All of the sensors should be there with descriptions and/or photos of their location.


----------



## jkhawaii (Feb 12, 2016)

revjpeterson said:


> http://www.cruzetalk.com/forum/201-...-diesel-emissions-sensor-number-location.html
> 
> All of the sensors should be there with descriptions and/or photos of their location.


 nice! thanks!


----------



## jkhawaii (Feb 12, 2016)

diesel said:


> I had mine replaced May of 2014 with p/n 55581035 and it's been fine since. Approaching 100K on the replacement without issue.


 looks like that is EGT sensor 3


----------



## jkhawaii (Feb 12, 2016)

IndyDiesel said:


> Your car is under bumper to bumper warranty still, let Chevrolet dealer repair your car.

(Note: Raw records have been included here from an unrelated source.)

#[cfg(test)]
mod tests {
    use super::*;
    use crate::storage::backing::testing::FlakyLocalStore;
    use crate::storage::backing::{LocalStorageDatabase, NamespaceBacking};
    use crate::storage::event::{RecordingObserver, StorageEvent};
    use crate::storage::local::in_memory::InMemoryLocalStorageDatabase;

    fn o(s: &str) -> Origin {
        Url::parse(s).expect("valid URL").origin()
    }

    fn page() -> Url {
        Url::parse("https://example.com/page").unwrap()
    }

    fn memory_area(bus: Arc<EventBus>) -> StorageArea {
        StorageArea::new(NamespaceId::new(0), o("https://example.com"), None, 1024, bus)
    }

    fn backed_area(db: Arc<InMemoryLocalStorageDatabase>) -> StorageArea {
        let backing = AreaBacking::new(NamespaceBacking::Local(db), "https://example.com".into());
        StorageArea::new(NamespaceId::new(0), o("https://example.com"), Some(backing), 1024, Arc::new(EventBus::new()))
    }

    #[test]
    fn area_basic_contract() {
        let mut area = memory_area(Arc::new(EventBus::new()));

        assert_eq!(area.length(), 0);
        assert!(area.get_item("missing").is_none());

        area.set_item("a", "1", &page()).unwrap();
        area.set_item("b", "2", &page()).unwrap();
        assert_eq!(area.length(), 2);
        assert_eq!(area.key(0).as_deref(), Some("a"));

        // overwrite keeps length
        assert_eq!(area.set_item("a", "ONE", &page()).unwrap().as_deref(), Some("1"));
        assert_eq!(area.length(), 2);

        assert_eq!(area.remove_item("b", &page()).unwrap().as_deref(), Some("2"));
        assert_eq!(area.remove_item("b", &page()).unwrap(), None);

        assert!(area.clear(&page()).unwrap());
        assert!(!area.clear(&page()).unwrap());
        assert_eq!(area.length(), 0);
    }

    #[test]
    fn events_carry_old_values() {
        let bus = Arc::new(EventBus::new());
        let observer = Arc::new(RecordingObserver::new());
        bus.add(observer.clone());
        let mut area = memory_area(bus);

        area.set_item("k", "v1", &page()).unwrap();
        area.set_item("k", "v1", &page()).unwrap(); // unchanged: silent
        area.remove_item("missing", &page()).unwrap(); // absent: silent
        area.remove_item("k", &page()).unwrap();
        area.clear(&page()).unwrap(); // already empty: silent

        let events = observer.take();
        assert_eq!(events.len(), 2);
        assert!(matches!(&events[0], StorageEvent::ItemSet { old_value: None, new_value, .. } if new_value == "v1"));
        assert!(matches!(&events[1], StorageEvent::ItemRemoved { old_value, .. } if old_value == "v1"));
    }

    #[test]
    fn quota_is_enforced_before_mutation() {
        let mut area = memory_area(Arc::new(EventBus::new()));
        let big = "x".repeat(600); // 1200 bytes > 1024

        let err = area.set_item("k", &big, &page()).unwrap_err();
        assert!(matches!(err, StorageError::QuotaExceeded { quota: 1024, .. }));
        assert_eq!(area.length(), 0);
    }

    #[test]
    fn shallow_copy_shares_until_written() {
        let mut a = memory_area(Arc::new(EventBus::new()));
        a.set_item("k", "v", &page()).unwrap();

        let mut b = a.shallow_copy(NamespaceId::new(5), None);
        assert!(a.shares_map_with(&b));
        assert_eq!(a.map_ref_count(), 2);

        b.set_item("k", "changed", &page()).unwrap();
        assert!(!a.shares_map_with(&b));
        assert_eq!(a.get_item("k").as_deref(), Some("v"));
        assert_eq!(b.get_item("k").as_deref(), Some("changed"));
        assert_eq!(b.namespace_id(), NamespaceId::new(5));
    }

    #[test]
    fn clear_on_shared_map_leaves_sibling_intact() {
        let mut a = memory_area(Arc::new(EventBus::new()));
        a.set_item("k", "v", &page()).unwrap();
        let mut b = a.shallow_copy(NamespaceId::new(5), None);

        assert!(b.clear(&page()).unwrap());
        assert_eq!(a.get_item("k").as_deref(), Some("v"));
        assert_eq!(b.length(), 0);
    }

    #[test]
    fn backed_area_imports_lazily_and_commits() {
        let db = Arc::new(InMemoryLocalStorageDatabase::new());
        let mut seed = CommitBatch::default();
        seed.changed_values.insert("seed".into(), Some("1".into()));
        db.commit_area("https://example.com", &seed).unwrap();

        let mut area = backed_area(db.clone());
        assert!(!area.is_initial_import_done());
        assert_eq!(area.get_item("seed").as_deref(), Some("1"));

        area.set_item("k", "v", &page()).unwrap();
        area.remove_item("seed", &page()).unwrap();
        assert!(area.has_uncommitted_changes());

        area.commit_changes();
        assert!(!area.has_uncommitted_changes());
        let stored = db.read_area("https://example.com").unwrap();
        assert_eq!(stored.len(), 1);
        assert_eq!(stored["k"], "v");
    }

    #[test]
    fn purge_reloads_from_store() {
        let db = Arc::new(InMemoryLocalStorageDatabase::new());
        let mut area = backed_area(db);
        area.set_item("k", "v", &page()).unwrap();

        area.purge(); // pending changes: ignored
        assert!(area.is_initial_import_done());

        area.commit_changes();
        area.purge();
        assert!(!area.is_initial_import_done());
        assert_eq!(area.get_item("k").as_deref(), Some("v"));
    }

    #[test]
    fn shutdown_commits_and_rejects_writes() {
        let db = Arc::new(InMemoryLocalStorageDatabase::new());
        let mut area = backed_area(db.clone());
        area.set_item("k", "v", &page()).unwrap();

        area.shutdown();
        assert!(area.is_shutdown());
        assert_eq!(db.read_area("https://example.com").unwrap()["k"], "v");

        assert!(matches!(area.set_item("k", "w", &page()), Err(StorageError::ShutDown)));
        assert!(matches!(area.clear(&page()), Err(StorageError::ShutDown)));
        assert_eq!(area.get_item("k").as_deref(), Some("v"));
    }

    #[test]
    fn delete_origin_clears_store_silently() {
        let bus = Arc::new(EventBus::new());
        let observer = Arc::new(RecordingObserver::new());
        bus.add(observer.clone());

        let db = Arc::new(InMemoryLocalStorageDatabase::new());
        let backing = AreaBacking::new(NamespaceBacking::Local(db.clone()), "https://example.com".into());
        let mut area = StorageArea::new(NamespaceId::new(0), o("https://example.com"), Some(backing), 1024, bus);
        area.set_item("k", "v", &page()).unwrap();
        area.commit_changes();
        observer.take();

        area.delete_origin();
        assert!(observer.take().is_empty());
        assert!(db.read_area("https://example.com").unwrap().is_empty());
    }

    fn flaky_area(db: Arc<FlakyLocalStore>) -> StorageArea {
        let backing = AreaBacking::new(NamespaceBacking::Local(db), "https://example.com".into());
        StorageArea::new(NamespaceId::new(0), o("https://example.com"), Some(backing), 1024, Arc::new(EventBus::new()))
    }

    #[test]
    fn failed_commit_is_retried() {
        let db = Arc::new(FlakyLocalStore::default());
        let mut area = flaky_area(db.clone());
        area.set_item("a", "1", &page()).unwrap();

        db.set_failing(true);
        area.commit_changes();
        assert!(area.has_uncommitted_changes());

        // later writes merge into the retained batch
        area.set_item("b", "2", &page()).unwrap();
        db.set_failing(false);
        area.commit_changes();
        assert!(!area.has_uncommitted_changes());
        let stored = db.inner.read_area("https://example.com").unwrap();
        assert_eq!(stored["a"], "1");
        assert_eq!(stored["b"], "2");
    }

    #[test]
    fn failed_import_starts_empty() {
        let db = Arc::new(FlakyLocalStore::default());
        let mut seed = CommitBatch::default();
        seed.changed_values.insert("k".into(), Some("disk".into()));
        db.inner.commit_area("https://example.com", &seed).unwrap();

        db.set_failing(true);
        let mut area = flaky_area(db.clone());
        assert_eq!(area.length(), 0);
        assert!(area.is_initial_import_done());
        area.set_item("n", "1", &page()).unwrap();
        assert_eq!(area.get_item("n").as_deref(), Some("1"));
    }

    #[test]
    fn failed_delete_origin_wipes_on_next_commit() {
        let db = Arc::new(FlakyLocalStore::default());
        let mut area = flaky_area(db.clone());
        area.set_item("k", "v", &page()).unwrap();
        area.commit_changes();

        db.set_failing(true);
        area.delete_origin();
        assert_eq!(area.length(), 0);
        assert!(area.has_uncommitted_changes());
        assert_eq!(db.inner.read_area("https://example.com").unwrap()["k"], "v");

        db.set_failing(false);
        area.commit_changes();
        assert!(!area.has_uncommitted_changes());
        assert!(db.inner.read_area("https://example.com").unwrap().is_empty());
    }

    #[test]
    fn released_area_keeps_values_but_not_the_store() {
        let db = Arc::new(InMemoryLocalStorageDatabase::new());
        let mut area = backed_area(db.clone());
        area.set_item("k", "v", &page()).unwrap();
        area.shutdown();
        area.release_backing();

        assert!(!area.is_backed());
        assert_eq!(Arc::strong_count(&db), 1);
        assert_eq!(area.get_item("k").as_deref(), Some("v"));
    }
}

 I would likely need to rent a car while they work on it and, that could be more than the parts cost. Also... as a former GM Tech, its hard to let go and trust others with your car. Especialy when you know what tends to go on at a dealership. (for example, the Oil used for the recent service performed before I bought the car. Regular Dexos1 gasoline oil was used insted of Dexos2)


----------



## jkhawaii (Feb 12, 2016)

LOL!!! EGT sensor 2 is $44 dolars! hahahah. I'm going to repalce it my self. All I need is a wrench.


----------



## jkhawaii (Feb 12, 2016)

I can see why the number 2 might fail more than the other two. its located in the DPF/converter assembly right in the middle of the two and likely runs real hot.


----------



## diesel (Jun 8, 2013)

jkhawaii said:


> looks like that is EGT sensor 3


Very interesting. They told me they replaced #2. i never questioned it.


----------



## diesel (Jun 8, 2013)

jkhawaii said:


> I can see why the number 2 might fail more than the other two. its located in the DPF/converter assembly right in the middle of the two and likely runs real hot.

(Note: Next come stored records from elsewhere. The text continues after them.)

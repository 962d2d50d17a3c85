//! Gradual reclamation of persisted session namespaces nothing refers to anymore.
//!
//! The scavenger is a plain state machine advanced one step at a time by the
//! background sequence:
//!
//! ```text
//! Idle -> Collecting -> Diffing -> DeletingNext -> ... -> Idle
//! ```
//!
//! - **Collecting** snapshots the persistent ids in use: live namespaces plus
//!   the protected set (namespaces kept for session restore).
//! - **Diffing** asks the store for every persisted id and keeps the ones not
//!   in use and not retained by the [`SessionRetentionPolicy`](super::policy::SessionRetentionPolicy).
//! - **DeletingNext** deletes one id per step, so a long scavenge never holds
//!   the sequence for more than one store call.

use std::collections::HashSet;

use log::{debug, info, warn};

use super::backing::SessionStorageDatabase;

#[derive(Copy, Clone, Debug, PartialEq, Eq)]
pub enum ScavengePhase {
    Idle,
    Collecting,
    Diffing,
    DeletingNext,
}

#[derive(Debug)]
pub struct Scavenger {
    phase: ScavengePhase,
    started: bool,
    in_use: HashSet<String>,
    deletable: Vec<String>,
    protected: HashSet<String>,
}

impl Default for Scavenger {
    fn default() -> Self {
        Self::new()
    }
}

impl Scavenger {
    pub fn new() -> Self {
        Self {
            phase: ScavengePhase::Idle,
            started: false,
            in_use: HashSet::new(),
            deletable: Vec::new(),
            protected: HashSet::new(),
        }
    }

    pub fn phase(&self) -> ScavengePhase {
        self.phase
    }

    /// Scavenging runs at most once per context.
    pub fn has_started(&self) -> bool {
        self.started
    }

    pub fn has_work(&self) -> bool {
        self.phase != ScavengePhase::Idle
    }

    pub fn protected_ids(&self) -> &HashSet<String> {
        &self.protected
    }

    pub fn protect(&mut self, persistent_id: &str) {
        self.protected.insert(persistent_id.to_string());
    }

    /// Ids found deletable and not yet deleted.
    pub fn deletable_ids(&self) -> &[String] {
        &self.deletable
    }

    /// Returns `false` if scavenging already ran (or is running).
    pub fn start(&mut self) -> bool {
        if self.started {
            return false;
        }
        self.started = true;
        self.phase = ScavengePhase::Collecting;
        true
    }

    /// Advances by one unit of work and returns the phase reached.
    ///
    /// `live` holds the persistent ids of the namespaces alive right now;
    /// `retained` is the retention predicate.
    pub fn step(
        &mut self,
        live: &HashSet<String>,
        db: &dyn SessionStorageDatabase,
        retained: &dyn Fn(&str) -> bool,
    ) -> ScavengePhase {
        match self.phase {
            ScavengePhase::Idle => {}
            ScavengePhase::Collecting => {
                self.in_use = live.union(&self.protected).cloned().collect();
                self.phase = ScavengePhase::Diffing;
            }
            ScavengePhase::Diffing => {
                let in_use = std::mem::take(&mut self.in_use);
                match db.read_namespace_ids() {
                    Ok(persisted) => {
                        self.deletable = persisted
                            .into_iter()
                            .filter(|id| !in_use.contains(id) && !retained(id))
                            .collect();
                        info!("scavenger found {} unused session namespace(s)", self.deletable.len());
                    }
                    Err(e) => warn!("scavenger cannot list session namespaces: {e:#}"),
                }
                self.phase = if self.deletable.is_empty() {
                    ScavengePhase::Idle
                } else {
                    ScavengePhase::DeletingNext
                };
            }
            ScavengePhase::DeletingNext => {
                if let Some(persistent_id) = self.deletable.pop() {
                    if live.contains(&persistent_id) || self.protected.contains(&persistent_id) {
                        debug!("scavenger skips {persistent_id}, in use again");
                    } else {
                        delete_namespace(db, &persistent_id);
                    }
                }
                if self.deletable.is_empty() {
                    self.phase = ScavengePhase::Idle;
                }
            }
        }
        self.phase
    }

    /// Abandons a scavenge in progress. Used at shutdown; leftovers are found next time.
    pub fn finish(&mut self) {
        if !self.deletable.is_empty() {
            debug!("scavenger abandons {} pending deletion(s)", self.deletable.len());
        }
        self.deletable.clear();
        self.in_use.clear();
        self.phase = ScavengePhase::Idle;
    }
}

fn delete_namespace(db: &dyn SessionStorageDatabase, persistent_id: &str) {
    match db.delete_namespace(persistent_id) {
        Ok(()) => debug!("deleted session namespace {persistent_id}"),
        // Left on disk; the next scavenge will find it again.
        Err(e) => warn!("failed to delete session namespace {persistent_id}: {e:#}"),
    }
}

#[cfg(test)]
mod tests {
    use super::*;
    use crate::storage::backing::CommitBatch;
    use crate::storage::session::in_memory::InMemorySessionStorageDatabase;

    fn db_with(ids: &[&str]) -> InMemorySessionStorageDatabase {
        let db = InMemorySessionStorageDatabase::new();
        for id in ids {
            db.commit_area(id, "https://a.test", &CommitBatch::default()).unwrap();
        }
        db
    }

    fn set(ids: &[&str]) -> HashSet<String> {
        ids.iter().map(|s| s.to_string()).collect()
    }

    fn keep_nothing(_: &str) -> bool {
        false
    }

    #[test]
    fn deletes_exactly_unused_unprotected_ids() {
        let db = db_with(&["A", "B", "C"]);
        let live = set(&["B"]);
        let mut scavenger = Scavenger::new();
        scavenger.protect("C");

        assert!(scavenger.start());
        assert_eq!(scavenger.phase(), ScavengePhase::Collecting);
        assert_eq!(scavenger.step(&live, &db, &keep_nothing), ScavengePhase::Diffing);
        assert_eq!(scavenger.step(&live, &db, &keep_nothing), ScavengePhase::DeletingNext);
        assert_eq!(scavenger.deletable_ids(), ["A".to_string()]);
        assert_eq!(scavenger.step(&live, &db, &keep_nothing), ScavengePhase::Idle);

        assert_eq!(db.read_namespace_ids().unwrap(), vec!["B", "C"]);
        assert!(!scavenger.has_work());
    }

    #[test]
    fn one_deletion_per_step() {
        let db = db_with(&["A", "B", "C"]);
        let live = HashSet::new();
        let mut scavenger = Scavenger::new();
        scavenger.start();
        scavenger.step(&live, &db, &keep_nothing);
        scavenger.step(&live, &db, &keep_nothing);

        assert_eq!(scavenger.step(&live, &db, &keep_nothing), ScavengePhase::DeletingNext);
        assert_eq!(db.read_namespace_ids().unwrap().len(), 2);
        assert_eq!(scavenger.step(&live, &db, &keep_nothing), ScavengePhase::DeletingNext);
        assert_eq!(scavenger.step(&live, &db, &keep_nothing), ScavengePhase::Idle);
        assert!(db.read_namespace_ids().unwrap().is_empty());
    }

    #[test]
    fn start_is_one_shot() {
        let db = db_with(&[]);
        let mut scavenger = Scavenger::new();
        assert!(scavenger.start());
        assert!(!scavenger.start());
        scavenger.step(&HashSet::new(), &db, &keep_nothing);
        assert_eq!(scavenger.step(&HashSet::new(), &db, &keep_nothing), ScavengePhase::Idle);
        assert!(scavenger.has_started());
    }

    #[test]
    fn retention_predicate_spares_ids() {
        let db = db_with(&["A", "keep-me"]);
        let mut scavenger = Scavenger::new();
        scavenger.start();
        let retain = |id: &str| id.starts_with("keep");
        while {
            scavenger.step(&HashSet::new(), &db, &retain);
            scavenger.has_work()
        } {}
        assert_eq!(db.read_namespace_ids().unwrap(), vec!["keep-me"]);
    }

    #[test]
    fn ids_revived_after_diffing_are_spared() {
        let db = db_with(&["A"]);
        let mut scavenger = Scavenger::new();
        scavenger.start();
        scavenger.step(&HashSet::new(), &db, &keep_nothing);
        scavenger.step(&HashSet::new(), &db, &keep_nothing);

        // "A" restored before its deletion turn
        scavenger.step(&set(&["A"]), &db, &keep_nothing);
        assert_eq!(db.read_namespace_ids().unwrap(), vec!["A"]);
    }

    #[test]
    fn finish_abandons_pending_deletions() {
        let db = db_with(&["X", "Y"]);
        let mut scavenger = Scavenger::new();
        scavenger.start();
        scavenger.step(&HashSet::new(), &db, &keep_nothing);
        scavenger.step(&HashSet::new(), &db, &keep_nothing);
        assert_eq!(scavenger.deletable_ids().len(), 2);

        scavenger.finish();
        assert!(!scavenger.has_work());
        assert!(scavenger.deletable_ids().is_empty());
        assert_eq!(db.read_namespace_ids().unwrap(), vec!["X", "Y"]);
        // still one-shot
        assert!(!scavenger.start());
    }
}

I am going to have to retrace my steps on this, but when I looked under my car shortly after they replaced the sensor, it looked like the new sensor was at the rear of the car. Could just be a coincidence. I don't always pay attention to the details.


----------



## revjpeterson (Oct 2, 2013)

diesel said:


> I am going to have to retrace my steps on this, but when I looked under my car shortly after they replaced the sensor, it looked like the new sensor was at the rear of the car. Could just be a coincidence. I don't always pay attention to the details.

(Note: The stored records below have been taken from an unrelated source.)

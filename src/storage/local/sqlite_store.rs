use std::collections::BTreeMap;
use std::path::Path;

use anyhow::Result;
use r2d2::{Pool, PooledConnection};
use r2d2_sqlite::rusqlite::{params, OpenFlags};
use r2d2_sqlite::SqliteConnectionManager;
use time::OffsetDateTime;

use crate::storage::backing::{CommitBatch, LocalStorageDatabase};
use crate::storage::types::{parse_origin, utf16_bytes, LocalStorageUsageInfo};

/// File name used inside the local storage directory.
pub const LOCAL_STORAGE_DB_FILE: &str = "localstorage.sqlite";

/// Builds a pool whose connections all run `schema` on open.
pub(crate) fn open_pool(path: &Path, schema: &'static str) -> Result<Pool<SqliteConnectionManager>> {
    let manager = SqliteConnectionManager::file(path)
        .with_flags(
            OpenFlags::SQLITE_OPEN_READ_WRITE |
                OpenFlags::SQLITE_OPEN_CREATE |
                OpenFlags::SQLITE_OPEN_URI
        )
        .with_init(move |c| {
            c.busy_timeout(std::time::Duration::from_millis(500))?;
            c.pragma_update(None, "journal_mode", &"WAL")?;
            c.execute_batch(schema)?;
            Ok(())
        });

    let pool = Pool::builder()
        .max_size(4)
        .connection_timeout(std::time::Duration::from_secs(5))
        .build(manager)?;

    Ok(pool)
}

const SCHEMA: &str = "CREATE TABLE IF NOT EXISTS local_storage (
    origin TEXT NOT NULL,
    key TEXT NOT NULL,
    value TEXT NOT NULL,
    updated_at INTEGER NOT NULL DEFAULT (strftime('%s','now')),
    PRIMARY KEY(origin, key)
);";

/// SQLite-based local storage database
pub struct SqliteLocalStorageDatabase {
    pool: Pool<SqliteConnectionManager>,
}

impl SqliteLocalStorageDatabase {
    /// Opens (or creates) the database file at `path`.
    pub fn new(path: impl AsRef<Path>) -> Result<Self> {
        Ok(Self { pool: open_pool(path.as_ref(), SCHEMA)? })
    }

    /// Opens the database inside a local storage directory, creating the directory if needed.
    pub fn in_directory(dir: impl AsRef<Path>) -> Result<Self> {
        std::fs::create_dir_all(dir.as_ref())?;
        Self::new(dir.as_ref().join(LOCAL_STORAGE_DB_FILE))
    }

    fn conn(&self) -> Result<PooledConnection<SqliteConnectionManager>> {
        Ok(self.pool.get()?)
    }
}

impl LocalStorageDatabase for SqliteLocalStorageDatabase {
    fn read_area(&self, origin: &str) -> Result<BTreeMap<String, String>> {
        let conn = self.conn()?;
        let mut stmt = conn.prepare("SELECT key, value FROM local_storage WHERE origin=?1")?;
        let rows = stmt.query_map(params![origin], |row| {
            Ok((row.get::<_, String>(0)?, row.get::<_, String>(1)?))
        })?;

        let mut values = BTreeMap::new();
        for row in rows {
            let (k, v) = row?;
            values.insert(k, v);
        }
        Ok(values)
    }

    fn commit_area(&self, origin: &str, batch: &CommitBatch) -> Result<()> {
        let mut conn = self.conn()?;
        let tx = conn.transaction()?;

        if batch.clear_all_first {
            tx.execute("DELETE FROM local_storage WHERE origin=?1", params![origin])?;
        }
        for (key, value) in &batch.changed_values {
            match value {
                Some(value) => {
                    tx.execute(
                        "INSERT INTO local_storage(origin,key,value) VALUES (?1,?2,?3)
                         ON CONFLICT(origin,key) DO UPDATE
                         SET value=excluded.value, updated_at=strftime('%s','now')",
                        params![origin, key, value],
                    )?;
                }
                None => {
                    tx.execute(
                        "DELETE FROM local_storage WHERE origin=?1 AND key=?2",
                        params![origin, key],
                    )?;
                }
            }
        }

        tx.commit()?;
        Ok(())
    }

    fn delete_area(&self, origin: &str) -> Result<()> {
        let conn = self.conn()?;
        conn.execute("DELETE FROM local_storage WHERE origin=?1", params![origin])?;
        Ok(())
    }

    fn usage(&self, include_last_modified: bool) -> Result<Vec<LocalStorageUsageInfo>> {
        let conn = self.conn()?;
        // Sized in Rust: SQLite's length() counts code points, quota counts UTF-16 units.
        let mut stmt = conn.prepare("SELECT origin, key, value, updated_at FROM local_storage ORDER BY origin")?;
        let rows = stmt.query_map([], |row| {
            Ok((
                row.get::<_, String>(0)?,
                row.get::<_, String>(1)?,
                row.get::<_, String>(2)?,
                row.get::<_, i64>(3)?,
            ))
        })?;

        let mut totals: BTreeMap<String, (u64, i64)> = BTreeMap::new();
        for row in rows {
            let (origin, key, value, updated_at) = row?;
            let entry = totals.entry(origin).or_insert((0, i64::MIN));
            entry.0 += (utf16_bytes(&key) + utf16_bytes(&value)) as u64;
            entry.1 = entry.1.max(updated_at);
        }

        let mut out = Vec::new();
        for (origin, (data_size, updated_at)) in totals {
            let Some(origin) = parse_origin(&origin) else { continue };
            out.push(LocalStorageUsageInfo {
                origin,
                data_size,
                last_modified: if include_last_modified {
                    OffsetDateTime::from_unix_timestamp(updated_at).ok()
                } else {
                    None
                },
            });
        }
        Ok(out)
    }
}

#[cfg(test)]
mod tests {
    use super::*;
    use crate::storage::local::in_memory::InMemoryLocalStorageDatabase;

    fn put(key: &str, value: &str) -> CommitBatch {
        let mut batch = CommitBatch::default();
        batch.changed_values.insert(key.into(), Some(value.into()));
        batch
    }

    #[test]
    fn commit_survives_reopen() {
        let dir = tempfile::tempdir().unwrap();
        {
            let db = SqliteLocalStorageDatabase::in_directory(dir.path()).unwrap();
            db.commit_area("https://a.test", &put("k", "v")).unwrap();
            db.commit_area("https://a.test", &put("gone", "x")).unwrap();

            let mut removal = CommitBatch::default();
            removal.changed_values.insert("gone".into(), None);
            db.commit_area("https://a.test", &removal).unwrap();
        }

        let db = SqliteLocalStorageDatabase::in_directory(dir.path()).unwrap();
        let values = db.read_area("https://a.test").unwrap();
        assert_eq!(values.len(), 1);
        assert_eq!(values["k"], "v");
    }

    #[test]
    fn clear_all_first_replaces_contents() {
        let dir = tempfile::tempdir().unwrap();
        let db = SqliteLocalStorageDatabase::in_directory(dir.path()).unwrap();
        db.commit_area("https://a.test", &put("old", "1")).unwrap();

        let mut batch = put("new", "2");
        batch.clear_all_first = true;
        db.commit_area("https://a.test", &batch).unwrap();

        let values = db.read_area("https://a.test").unwrap();
        assert_eq!(values.keys().cloned().collect::<Vec<_>>(), vec!["new"]);
    }

    #[test]
    fn usage_and_delete() {
        let dir = tempfile::tempdir().unwrap();
        let db = SqliteLocalStorageDatabase::in_directory(dir.path()).unwrap();
        db.commit_area("https://a.test", &put("ab", "cd")).unwrap();
        db.commit_area("https://b.test:8080", &put("k", "v")).unwrap();

        let usage = db.usage(true).unwrap();
        assert_eq!(usage.len(), 2);
        assert_eq!(usage[0].origin.ascii_serialization(), "https://a.test");
        assert_eq!(usage[0].data_size, 8);
        assert!(usage[0].last_modified.is_some());

        db.delete_area("https://a.test").unwrap();
        let usage = db.usage(false).unwrap();
        assert_eq!(usage.len(), 1);
        assert!(usage[0].last_modified.is_none());
    }

    #[test]
    fn usage_counts_utf16_units_like_memory_store() {
        let dir = tempfile::tempdir().unwrap();
        let db = SqliteLocalStorageDatabase::in_directory(dir.path()).unwrap();
        let memory = InMemoryLocalStorageDatabase::new();
        // one surrogate pair plus one BMP character
        let batch = put("\u{1F600}", "\u{e9}");
        db.commit_area("https://a.test", &batch).unwrap();
        memory.commit_area("https://a.test", &batch).unwrap();

        assert_eq!(db.usage(false).unwrap()[0].data_size, 6);
        assert_eq!(memory.usage(false).unwrap()[0].data_size, 6);
    }
}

If it was downstream on the exhaust, down by the DEF injector, it's #3. 1 and 2 are both attached to locations on the DPF assembly.


----------



## oilburner (Jun 13, 2013)

diesel said:


> I am going to have to retrace my steps on this, but when I looked under my car shortly after they replaced the sensor, it looked like the new sensor was at the rear of the car. Could just be a coincidence. I don't always pay attention to the details.


I thought yours was #3 at the time , mine was #2 with the speed reduction.


----------



## diesel (Jun 8, 2013)

revjpeterson said:


> If it was downstream on the exhaust, down by the DEF injector, it's #3. 1 and 2 are both attached to locations on the DPF assembly.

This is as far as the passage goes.